I repeat my request: does anyone have, or know of someone who
has, seeds of either or both of the other two former (at the time of the
transfer) species of Sauromatum?
Victor G. Soukup PhD|
University of Cincinnati
Cincinnati, OH 45221-0006At 09:11 AM 7/10/2007 +0200, you wrote:
>Why do you need seeds, the plant very easily propagates vegetatively.
>----- Original Message -----
>From: "Victor Soukup"
>Sent: Monday, July 09, 2007 5:03 PM
>Subject: [Aroid-l] Fwd: Seeds of Typhonium (Sauromatum) brevipe
> >>Date: Sun, 08 Jul 2007 13:49:55 -0400
> >>From: Victor Soukup
> >>Subject: Seeds of Typhonium (Sauromatum) brevipe or gaoligongense
> >>Dear Members,
> >> If anyone has seeds of either, or both, of the above named
> >> Typhonium species, or knows of someone who might, please get in touch
> >> with me.
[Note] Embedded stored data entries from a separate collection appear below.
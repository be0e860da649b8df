//! `gm create|join|rejoin|start|info|leave`: game session membership.

use anyhow::{Context, Result, bail};
use gm_link::JoinedSession;
use gm_link::models::SessionInfo;

use super::Workspace;

pub async fn create_command(workspace: &Workspace) -> Result<()> {
    let session = workspace.session()?;
    let joined = session
        .api()
        .create_session()
        .await
        .context("Failed to create session")?;
    report_joined(&joined);
    eprintln!("Share the code {} with your players", joined.session_code);
    Ok(())
}

pub async fn join_command(workspace: &Workspace, code: &str, name: &str) -> Result<()> {
    let session = workspace.session()?;
    let joined = session
        .api()
        .join_session(code, name)
        .await
        .with_context(|| format!("Failed to join session {code}"))?;
    report_joined(&joined);
    Ok(())
}

pub fn rejoin_command(workspace: &Workspace) -> Result<()> {
    let session = workspace.session()?;
    let identity = match session.api().rejoin() {
        Ok(identity) => identity,
        Err(gm_link::ApiError::NotAuthenticated) => {
            bail!("No stored session to rejoin; use `gm join <code> <name>`")
        }
        Err(e) => return Err(e).context("Failed to restore session"),
    };
    let code = identity.session_code.as_deref().unwrap_or("(unknown)");
    let role = if identity.is_gm { "game master" } else { "player" };
    eprintln!("Session {code} restored as {role}; run `gm watch` to reconnect");
    Ok(())
}

pub async fn start_command(workspace: &Workspace) -> Result<()> {
    let session = workspace.session()?;
    let identity = session.api().identity();
    if identity.session_code.is_none() {
        bail!("No session to start; use `gm create` first");
    }
    if !identity.is_gm {
        bail!("Only the game master can start the session");
    }
    session
        .api()
        .start_session()
        .await
        .context("Failed to start session")?;
    eprintln!("Session started");
    Ok(())
}

pub async fn info_command(workspace: &Workspace, as_json: bool) -> Result<()> {
    let session = workspace.session()?;
    if session.api().identity().session_code.is_none() {
        bail!("Not in a session; use `gm create` or `gm join <code> <name>`");
    }
    let info = session
        .api()
        .session_info()
        .await
        .context("Failed to fetch session")?;
    if as_json {
        println!("{}", serde_json::to_string_pretty(&info)?);
    } else {
        eprintln!("{}", describe_info(&info));
    }
    Ok(())
}

fn describe_info(info: &SessionInfo) -> String {
    let state = match (info.is_active, info.session_started) {
        (false, _) => "ended",
        (true, false) => "waiting to start",
        (true, true) => "in play",
    };
    let players = match info.player_count {
        1 => "1 player".to_string(),
        n => format!("{n} players"),
    };
    format!("Session {}: {state}, {players}", info.code)
}

/// Forget the session locally. A running `gm watch` announces its own
/// departure when it exits through `/leave`.
pub fn leave_command(workspace: &Workspace) -> Result<()> {
    let session = workspace.session()?;
    let identity = session.api().identity();
    if identity.session_code.is_none() && !identity.can_rejoin {
        eprintln!("Not in a session");
        return Ok(());
    }
    session.api().leave_session().context("Failed to leave session")?;
    eprintln!("Left the session");
    Ok(())
}

fn report_joined(joined: &JoinedSession) {
    if joined.is_gm {
        eprintln!("Running session {} as game master", joined.session_code);
        return;
    }
    match joined.player_id {
        Some(id) => eprintln!("Joined session {} as player {id}", joined.session_code),
        None => eprintln!("Joined session {}", joined.session_code),
    }
    if let Some(character_id) = joined.character_id {
        eprintln!("  character: {character_id}");
    }
}
//! Event decoding and dispatch.

pub mod dispatcher;
pub mod protocol;

pub use dispatcher::{EventDispatcher, Listener, Route, listener_fn};
pub use protocol::{EventKind, ServerEvent};

use tracing::warn;

use crate::stream::frame::Envelope;

/// Decode an envelope, logging and dropping it when the payload does not
/// match the event's shape.
pub fn decode_or_drop(envelope: Envelope) -> Option<ServerEvent> {
    let name = envelope.event.clone();
    match ServerEvent::decode(envelope) {
        Ok(event) => Some(event),
        Err(e) => {
            warn!(event = %name, error = %e, "malformed event payload, frame dropped");
            None
        }
    }
}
The seeds can be fresh or taken from a dry herbarium specimen
> >> and can be up to 75 years old. I may be able to get by with only 2 - 3
> >> seeds of each.
> >> They are needed to confirm chemical relationships in this part of
> >> the genus Typhonium. In 2000 in an article in Aroideana, Hetterscheid
> >> and Boyce transferred these two species from Sauromatum to Typhonium
> >> while presenting evidence for the move. They also presented evidence
> >> that these species along with a small group of other Typhoniums are
> >> different --- that Typhonium is paraphyletic.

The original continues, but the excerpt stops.